- **WORK ITEM**
Copy out the data line by line exactly, from its start to the line bearing "put on a key.", inclusive.

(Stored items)
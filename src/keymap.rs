use itertools::Itertools;
use serde::{Deserialize, Serialize};
use std::cmp::Ordering;
use std::collections::{BTreeMap, BTreeSet};

/// Sakha letters that can be put on a key.
pub const SAKHA_LETTERS: &[&str] = &["ҥ", "ҕ", "ө", "һ", "ү", "дь", "нь"];

/// Digit row defaults: letters missing from a standard Russian layout.
pub const DEFAULT_BINDINGS: &[(&str, &str)] =
    &[("4", "ҥ"), ("5", "ҕ"), ("6", "ө"), ("7", "һ"), ("8", "ү")];

/// Key remapping for typing Sakha letters on a Russian keyboard.
///
/// Persisted as a plain key to letter object; on load, saved entries are
/// layered over the defaults.
#[derive(Debug, Clone, PartialEq, Eq, Serialize, Deserialize)]
#[serde(from = "BTreeMap<String, String>", into = "BTreeMap<String, String>")]
pub struct KeyBindings {
    map: BTreeMap<String, String>,
}

fn defaults() -> BTreeMap<String, String> {
    DEFAULT_BINDINGS
        .iter()
        .map(|(k, l)| (k.to_string(), l.to_string()))
        .collect()
}

impl Default for KeyBindings {
    fn default() -> Self {
        Self { map: defaults() }
    }
}

impl From<BTreeMap<String, String>> for KeyBindings {
    fn from(saved: BTreeMap<String, String>) -> Self {
        let mut map = defaults();
        map.extend(saved);
        Self { map }
    }
}

impl From<KeyBindings> for BTreeMap<String, String> {
    fn from(bindings: KeyBindings) -> Self {
        bindings.map
    }
}

/// Numeric keys in numeric order, then everything else lexically.
fn compare_keys(a: &str, b: &str) -> Ordering {
    match (a.parse::<u64>(), b.parse::<u64>()) {
        (Ok(x), Ok(y)) => x.cmp(&y),
        (Ok(_), Err(_)) => Ordering::Less,
        (Err(_), Ok(_)) => Ordering::Greater,
        (Err(_), Err(_)) => a.cmp(b),
    }
}

impl KeyBindings {
    pub fn is_letter_used(&self, letter: &str, exclude_key: Option<&str>) -> bool {
        self.map
            .iter()
            .any(|(k, l)| l == letter && Some(k.as_str()) != exclude_key)
    }

    /// Binds `letter` to `key`. Refuses a letter already on another key
    /// unless `force` is set.
    pub fn set_binding(&mut self, key: &str, letter: &str, force: bool) -> bool {
        if !force && self.is_letter_used(letter, Some(key)) {
            return false;
        }
        self.map.insert(key.to_string(), letter.to_string());
        true
    }

    pub fn remove_binding(&mut self, key: &str) {
        self.map.remove(key);
    }

    pub fn reset_to_defaults(&mut self) {
        self.map = defaults();
    }

    pub fn letter_for_key(&self, key: &str) -> Option<&str> {
        self.map.get(key).map(String::as_str)
    }

    pub fn key_for_letter(&self, letter: &str) -> Option<&str> {
        self.map
            .iter()
            .find(|(_, l)| l.as_str() == letter)
            .map(|(k, _)| k.as_str())
    }

    pub fn has_binding(&self, key: &str) -> bool {
        self.map.contains_key(key)
    }

    /// What a typed character becomes: the bound letter, or the character
    /// itself.
    pub fn translate(&self, ch: char) -> String {
        let mut buf = [0u8; 4];
        self.letter_for_key(ch.encode_utf8(&mut buf))
            .map(str::to_string)
            .unwrap_or_else(|| ch.to_string())
    }

    pub fn used_letters(&self) -> BTreeSet<&str> {
        self.map.values().map(String::as_str).collect()
    }

    pub fn available_letters(&self) -> Vec<&'static str> {
        let used = self.used_letters();
        SAKHA_LETTERS
            .iter()
            .copied()
            .filter(|l| !used.contains(l))
            .collect()
    }

    pub fn bindings(&self) -> Vec<(&str, &str)> {
        self.map
            .iter()
            .map(|(k, l)| (k.as_str(), l.as_str()))
            .sorted_by(|a, b| compare_keys(a.0, b.0))
            .collect()
    }

    pub fn is_modified(&self) -> bool {
        self.map != defaults()
    }
}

- **RESULT**
filename src/keymap.rs
use itertools::Itertools;
use serde::{Deserialize, Serialize};
use std::cmp::Ordering;
use std::collections::{BTreeMap, BTreeSet};

/// Sakha letters that can be put on a key.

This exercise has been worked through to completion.